Twice a year, we use a portion of our expedition revenues to support community-based organizations tackling urgent marine conservation challenges, from research and monitoring to community-led protection efforts and initiatives that create sustainable, conservation-based income for local communities.

These grants empower local leaders, scientists, and communities to protect species, restore habitats, and strengthen sustainable livelihoods. Because each trip directly supports this fund, every booking helps drive meaningful, measurable conservation impact.

Below are the first of our 2026 Community Conservation Grant recipients:

Reducing Shark and Ray Bycatch in Indonesia

Grantee: Kebersamaan Untuk Lautan (Togetherness for the Oceans) – $5,000

Conservation Challenge

Addressing the overexploitation of sharks and rays is an urgent conservation priority. Continued pressure on these species risks further population declines and potential extinction, and sharks and rays play critical roles in maintaining healthy ocean ecosystems. In many Indonesian small-scale fisheries, however, threatened sharks are both intentionally targeted and retained as valuable secondary catch. At the same time, these fisheries are integral to local food security and livelihoods, thus creating complex trade-offs where restrictive conservation measures may impose significant economic burdens on coastal communities with limited alternatives.

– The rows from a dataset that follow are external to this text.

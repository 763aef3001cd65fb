use tracing_subscriber::{layer::SubscriberExt, util::SubscriberInitExt, EnvFilter};

pub fn init_cli_logger(verbose: bool) {
    let filter = if verbose {
        EnvFilter::try_from_default_env()
            .unwrap_or_else(|_| EnvFilter::new("webhook_solver=debug,info"))
    } else {
        EnvFilter::try_from_default_env().unwrap_or_else(|_| EnvFilter::new("webhook_solver=info"))
    };

    tracing_subscriber::registry()
        .with(filter)
        .with(
            tracing_subscriber::fmt::layer()
                .with_target(false)
                .with_thread_ids(false)
                .with_file(false)
                .with_line_number(false)
                .compact(),
        )
        .init();
}

/// JSON lines for when the solver runs under a log collector.
pub fn init_json_logger() {
    let filter =
        EnvFilter::try_from_default_env().unwrap_or_else(|_| EnvFilter::new("webhook_solver=info"));

    tracing_subscriber::registry()
        .with(filter)
        .with(
            tracing_subscriber::fmt::layer()
                .with_target(false)
                .with_thread_ids(false)
                .with_file(false)
                .with_line_number(false)
                .json(),
        )
        .init();
}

Kebersamaan Untuk Lautan (Togetherness for the Oceans), led by Dr. Hollie Booth, is an Indonesian-registered nonprofit working to implement evidence-based behavioral interventions and incentive programs to reduce bycatch of critically endangered sharks and rays in small-scale fisheries in Indonesia’s Aceh and West Nusa Tenggara provinces.

Close-up of a shark being handled by fishers, illustrating the impact of fishing pressure on vulnerable species.

Sharks like these are increasingly vulnerable to overfishing. However, now, through a pay-to-release program and incentive auction scheme, fishers have alternatives that reduce reliance on shark catch. © Francesca Page

Funded Project

The project deploys two complementary interventions: a compensate-to-release scheme that reimburses fishers for safely releasing incidentally caught threatened species, a vessel buyout, and a gear-swap program that replaces unselective nets and shark longlines with lower-impact alternatives.

Funding will scale these proven pilot efforts through participatory workshops, training, and ongoing monitoring. Measurable outcomes include reduced catches of threatened species (documented via daily landings monitoring), improved fisher incomes, and sustained or enhanced household wellbeing (tracked through surveys).

The organization employs a four-step, people-centered approach: understanding local behavioral drivers, co-designing solutions with communities, rigorous evaluation via randomized controlled trials, and adaptive scaling.

“Kebersamaan Untuk Lautan aims to directly solve this trade-off by protecting marine biodiversity whilst improving the well-being of coastal communities. Specifically, we have developed a portfolio of locally-appropriate incentive programs that are tailored to local realities and can drive pro-conservation behaviour whilst supporting economic welfare.” – Dr. Hollie Booth

Field Update

Already, Kebersamaan Untuk Lautan (Togetherness for the Oceans) has purchased and decommissioned two shark fishing vessels through the voluntary, incentive-based buyout program. These vessels were responsible for catching more than 400 sharks in the past year alone, meaning their removal is expected to prevent thousands more sharks from being caught in the years ahead. Read the full field update.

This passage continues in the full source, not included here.